The Silver can do time-lapse video, which compiles the video in the camera and outputs it as an MP4 video file.
The Silver's time-lapse video function is a little more powerful than the White's in that you can choose to save it as a 4K video or a 1440p (the White can only do 1440p), but you're still limited to the 0.5-second interval. You can't choose longer intervals like you can on the Black.
Starting and Stopping Video
There are several different ways you can control the video record button. The most obvious is to use the shutter button on the camera. You can also use voice control, the GoPro mobile app, or the Smart Remote or REMO remote.
Where to Buy
If you buy directly from GoPro.com, they're throwing in free 2-day shipping and a memory card.
- NTSC and PAL refer to video format standards that are used in different parts of the world for recording, broadcasting, and displaying video. It's most relevant for things like televisions, DVDs, and Blu-ray, and is much less relevant to sharing digital video on the web or through mobile devices. So if you're shooting video to share on the web or social media, it doesn't matter which you choose, but to simplify your editing workflow it's easier to choose either NTSC or PAL and stick to it. NTSC is the standard in the Americas, while PAL is used in the UK and Australia. ↩
Common GoPro Questions
Here are some common questions I get from GoPro users.
How to Maximize a GoPro's battery life
There are several factors that influence how long the GoPro's battery life lasts. Among them include what mode you're recording in (4K uses more power than 1080p30, for instance), the health of the battery, and even the environmental temperature (lithium batteries don't perform well in very cold temperatures). But there are some things you can do to maximize battery life. Not every GoPro has all of these features, but start with these:
- Minimize use of the back screen
- Turn off wireless
- Turn off voice commands
- Turn off GPS
- Turn off Protune
- Use QuickCapture mode
Is it normal for GoPro cameras to get hot?
Yes. Depending on the model and the shooting mode you're using, it's normal for GoPros to get quite warm while shooting. They can get hot enough to be uncomfortable to touch. It's especially noticeable when shooting high-resolution and high-framerate video. Some newer models have an overheating protection mechanism that will shut the camera down if it gets too hot. I have more details on GoPros getting hot, here.

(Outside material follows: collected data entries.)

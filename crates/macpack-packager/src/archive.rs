//! Archive creation

use std::ffi::OsString;

use async_trait::async_trait;
use macpack_core::{BuildTarget, Compression};
use tracing::info;

use crate::error::{PackError, Result};
use crate::process::{find_tool, run_tool};
use crate::traits::{ArchiveRequest, Archiver};

/// Archive formats the archiver can write
pub const ARCHIVE_FORMATS: &[&str] = &["zip", "7z", "tar.gz", "tgz", "tar.bz2", "tar.xz"];

/// Format and file-name classifier for an archive target
#[derive(Debug, Clone, PartialEq, Eq)]
pub struct ArchiveTarget {
    pub format: String,
    pub classifier: &'static str,
}

impl ArchiveTarget {
    /// Resolve an archive target.
    ///
    /// `default` is a zip classified `mac`, the format the platform updater
    /// expects. Explicit formats are classified `osx`. `dmg` and `mas` are
    /// not archives.
    pub fn for_target(target: &BuildTarget) -> Option<Self> {
        match target {
            BuildTarget::Default => Some(Self {
                format: "zip".to_string(),
                classifier: "mac",
            }),
            BuildTarget::Archive(format) => Some(Self {
                format: format.clone(),
                classifier: "osx",
            }),
            BuildTarget::Dmg | BuildTarget::Mas => None,
        }
    }

    /// `<name>-<version>-<classifier>.<format>`
    pub fn file_name(&self, name: &str, version: &str) -> String {
        format!("{}-{}-{}.{}", name, version, self.classifier, self.format)
    }
}

/// [`Archiver`] using `ditto` for zip, `tar` for tarballs and `7z` otherwise
#[derive(Debug, Clone, Default)]
pub struct DittoArchiver;

impl DittoArchiver {
    pub fn new() -> Self {
        Self
    }
}

#[async_trait]
impl Archiver for DittoArchiver {
    async fn archive(&self, request: &ArchiveRequest) -> Result<()> {
        let app = request.app.as_os_str().to_os_string();
        let out = request.out_file.as_os_str().to_os_string();
        info!(format = %request.format, out = %request.out_file.display(), "creating archive");

        match request.format.as_str() {
            "zip" => {
                let ditto = find_tool("ditto", "ditto ships with macOS")?;
                let args: Vec<OsString> = vec![
                    "-c".into(),
                    "-k".into(),
                    "--sequesterRsrc".into(),
                    "--keepParent".into(),
                    app,
                    out,
                ];
                run_tool("ditto", ditto, args).await
            }
            "tar.gz" | "tgz" | "tar.bz2" | "tar.xz" => {
                let tar = find_tool("tar", "install bsdtar or GNU tar")?;
                let flag = match request.format.as_str() {
                    "tar.bz2" => "-cjf",
                    "tar.xz" => "-cJf",
                    _ => "-czf",
                };
                let (Some(parent), Some(bundle)) = (request.app.parent(), request.app.file_name())
                else {
                    return Err(PackError::BuildFailed(format!(
                        "invalid application path {}",
                        request.app.display()
                    )));
                };
                let args: Vec<OsString> = vec![
                    flag.into(),
                    out,
                    "-C".into(),
                    parent.as_os_str().to_os_string(),
                    bundle.to_os_string(),
                ];
                run_tool("tar", tar, args).await
            }
            "7z" => {
                let seven_zip = find_tool("7z", "install p7zip: brew install p7zip")
                    .or_else(|_| find_tool("7za", "install p7zip: brew install p7zip"))?;
                let level = match request.compression {
                    Compression::Store => "-mx=0",
                    Compression::Normal => "-mx=5",
                    Compression::Maximum => "-mx=9",
                };
                let args: Vec<OsString> = vec!["a".into(), level.into(), out, app];
                run_tool("7z", seven_zip, args).await
            }
            other => Err(PackError::UnsupportedTarget {
                target: other.to_string(),
                platform: "macos".to_string(),
            }),
        }
    }
}
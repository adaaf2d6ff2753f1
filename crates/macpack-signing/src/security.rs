//! Keychain access through the `security` command-line tool

use std::path::{Path, PathBuf};
use std::process::Stdio;

use async_trait::async_trait;
use tokio::process::Command;
use tracing::debug;

use crate::error::{Result, SigningError};
use crate::identity::SigningIdentity;

/// Keychain operations used by the signing pipeline
#[async_trait]
pub trait SecurityTool: Send + Sync {
    /// Create a keychain protected by `password`
    async fn create_keychain(&self, keychain: &str, password: &str) -> Result<()>;

    async fn unlock_keychain(&self, keychain: &str, password: &str) -> Result<()>;

    /// Lock the keychain after an hour of inactivity and on sleep
    async fn set_keychain_settings(&self, keychain: &str) -> Result<()>;

    /// Import a PKCS#12 bundle, granting codesign and productbuild access
    async fn import(&self, keychain: &str, p12: &Path, password: &str) -> Result<()>;

    async fn delete_keychain(&self, keychain: &str) -> Result<()>;

    /// Valid code signing identities, in listing order.
    ///
    /// `None` searches the user's default keychain search list.
    async fn find_identities(&self, keychain: Option<&str>) -> Result<Vec<SigningIdentity>>;
}

/// [`SecurityTool`] backed by `/usr/bin/security`
#[derive(Debug, Clone)]
pub struct SecurityCli {
    security_path: PathBuf,
}

impl SecurityCli {
    pub fn new() -> Self {
        Self {
            security_path: PathBuf::from("/usr/bin/security"),
        }
    }

    pub fn with_path(path: impl Into<PathBuf>) -> Self {
        Self {
            security_path: path.into(),
        }
    }

    /// Run `security` and return its stdout.
    ///
    /// `redact` hides argument positions that carry passwords in the debug log.
    async fn run(&self, args: &[&str], redact: &[usize]) -> Result<String> {
        let logged: Vec<&str> = args
            .iter()
            .enumerate()
            .map(|(i, a)| if redact.contains(&i) { "***" } else { a })
            .collect();
        debug!(args = ?logged, "running security");

        let output = Command::new(&self.security_path)
            .args(args)
            .stdout(Stdio::piped())
            .stderr(Stdio::piped())
            .output()
            .await?;

        let stdout = String::from_utf8_lossy(&output.stdout).to_string();
        if !output.status.success() {
            let stderr = String::from_utf8_lossy(&output.stderr).to_string();
            let reason = if stderr.trim().is_empty() { stdout } else { stderr };
            return Err(SigningError::Keychain(format!(
                "security {} failed: {}",
                args.first().copied().unwrap_or_default(),
                reason.trim()
            )));
        }

        Ok(stdout)
    }
}

impl Default for SecurityCli {
    fn default() -> Self {
        Self::new()
    }
}

#[async_trait]
impl SecurityTool for SecurityCli {
    async fn create_keychain(&self, keychain: &str, password: &str) -> Result<()> {
        self.run(&["create-keychain", "-p", password, keychain], &[2])
            .await
            .map(|_| ())
    }

    async fn unlock_keychain(&self, keychain: &str, password: &str) -> Result<()> {
        self.run(&["unlock-keychain", "-p", password, keychain], &[2])
            .await
            .map(|_| ())
    }

    async fn set_keychain_settings(&self, keychain: &str) -> Result<()> {
        self.run(&["set-keychain-settings", "-t", "3600", "-u", keychain], &[])
            .await
            .map(|_| ())
    }

    async fn import(&self, keychain: &str, p12: &Path, password: &str) -> Result<()> {
        let p12 = p12.to_string_lossy();
        self.run(
            &[
                "import",
                &p12,
                "-k",
                keychain,
                "-T",
                "/usr/bin/codesign",
                "-T",
                "/usr/bin/productbuild",
                "-P",
                password,
            ],
            &[9],
        )
        .await
        .map(|_| ())
    }

    async fn delete_keychain(&self, keychain: &str) -> Result<()> {
        self.run(&["delete-keychain", keychain], &[]).await.map(|_| ())
    }

    async fn find_identities(&self, keychain: Option<&str>) -> Result<Vec<SigningIdentity>> {
        let mut args = vec!["find-identity", "-v", "-p", "codesigning"];
        if let Some(keychain) = keychain {
            args.push(keychain);
        }

        let stdout = self.run(&args, &[]).await?;
        let identities = SigningIdentity::parse_listing(&stdout);
        debug!(count = identities.len(), keychain, "found signing identities");
        Ok(identities)
    }
}

#[cfg(test)]
mod tests {
    use super::*;

    #[tokio::test]
    async fn test_missing_binary_is_io_error() {
        let tool = SecurityCli::with_path("/nonexistent/security");
        let err = tool.find_identities(None).await.unwrap_err();
        assert!(matches!(err, SigningError::Io(_)));
    }
}
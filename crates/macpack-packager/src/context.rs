//! Shared packaging context

use std::path::{Path, PathBuf};
use std::sync::Arc;

use macpack_core::{ArtifactSink, BuildResources, Config};
use macpack_signing::SigningTools;
use tracing::debug;

use crate::error::Result;
use crate::traits::{AppBuilder, Archiver, ImageWriter};

/// Product configuration and resource probe results shared by every stage
pub struct PackContext {
    pub config: Config,
    pub project_dir: PathBuf,
    pub resources: BuildResources,
    pub sink: Arc<dyn ArtifactSink>,
}

impl PackContext {
    /// Create a context, listing the build resources directory once
    pub async fn load(
        config: Config,
        project_dir: impl Into<PathBuf>,
        sink: Arc<dyn ArtifactSink>,
    ) -> Result<Self> {
        let project_dir = project_dir.into();
        let resources_dir = project_dir.join(&config.directories.build_resources);
        let resources = BuildResources::scan(&resources_dir).await?;
        debug!(dir = %resources_dir.display(), "build resources loaded");

        Ok(Self {
            config,
            project_dir,
            resources,
            sink,
        })
    }

    /// Create a context from already known resources
    pub fn new(
        config: Config,
        project_dir: impl Into<PathBuf>,
        resources: BuildResources,
        sink: Arc<dyn ArtifactSink>,
    ) -> Self {
        Self {
            config,
            project_dir: project_dir.into(),
            resources,
            sink,
        }
    }

    pub fn product_name(&self) -> &str {
        &self.config.product_name
    }

    /// Resolve a configured path against the project directory
    pub fn project_path(&self, path: &Path) -> PathBuf {
        if path.is_absolute() {
            path.to_path_buf()
        } else {
            self.project_dir.join(path)
        }
    }
}

/// External tools a packager drives
#[derive(Clone)]
pub struct PackagerTools {
    pub signing: SigningTools,
    pub app_builder: Arc<dyn AppBuilder>,
    pub image_writer: Arc<dyn ImageWriter>,
    pub archiver: Arc<dyn Archiver>,
}

#[cfg(test)]
mod tests {
    use super::*;
    use macpack_core::ArtifactCollector;
    use tempfile::TempDir;

    #[tokio::test]
    async fn test_load_scans_resources() {
        let temp = TempDir::new().unwrap();
        std::fs::create_dir_all(temp.path().join("build")).unwrap();
        std::fs::write(temp.path().join("build/icon.icns"), b"").unwrap();

        let ctx = PackContext::load(
            Config::default(),
            temp.path(),
            Arc::new(ArtifactCollector::new()),
        )
        .await
        .unwrap();

        assert!(ctx.resources.contains("icon.icns"));
        assert_eq!(ctx.project_path(Path::new("a/b")), temp.path().join("a/b"));
        assert_eq!(ctx.project_path(Path::new("/abs")), PathBuf::from("/abs"));
    }
}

How can I control a GoPro remotely?
GoPro makes a range of wireless remote controls. They don't all work with all GoPros--for example, the HERO (2018) isn't compatible with this type of remote control. Many of the newer models also work with the GoPro mobile app. Not every model can be controlled remotely, but most of the newer models have wireless compatibility that can be used for at least some methods of remote control.
Can you take pictures with a GoPro?
If you've been using a GoPro for a while, this might seem pretty obvious, but if you've never used one, it's not quite so self-evident. GoPros are best known for dramatic action videos, but they can most certainly take still photos too. In fact, they can be a very interesting alternative to a traditional camera so long as you work within its limitations. I have more more details here.
Do GoPro wireless controls work underwater?
No. You can't use the mobile app or a wireless remote control if the camera is fully submerged in water. They will normally work just fine in rain and spray--just not submerged. I have a more detailed explanation here.
Do GoPro touchscreens work underwater?
No. If they're just wet above water, they can work to some extent, although often less reliably. But the touchscreens won't work underwater.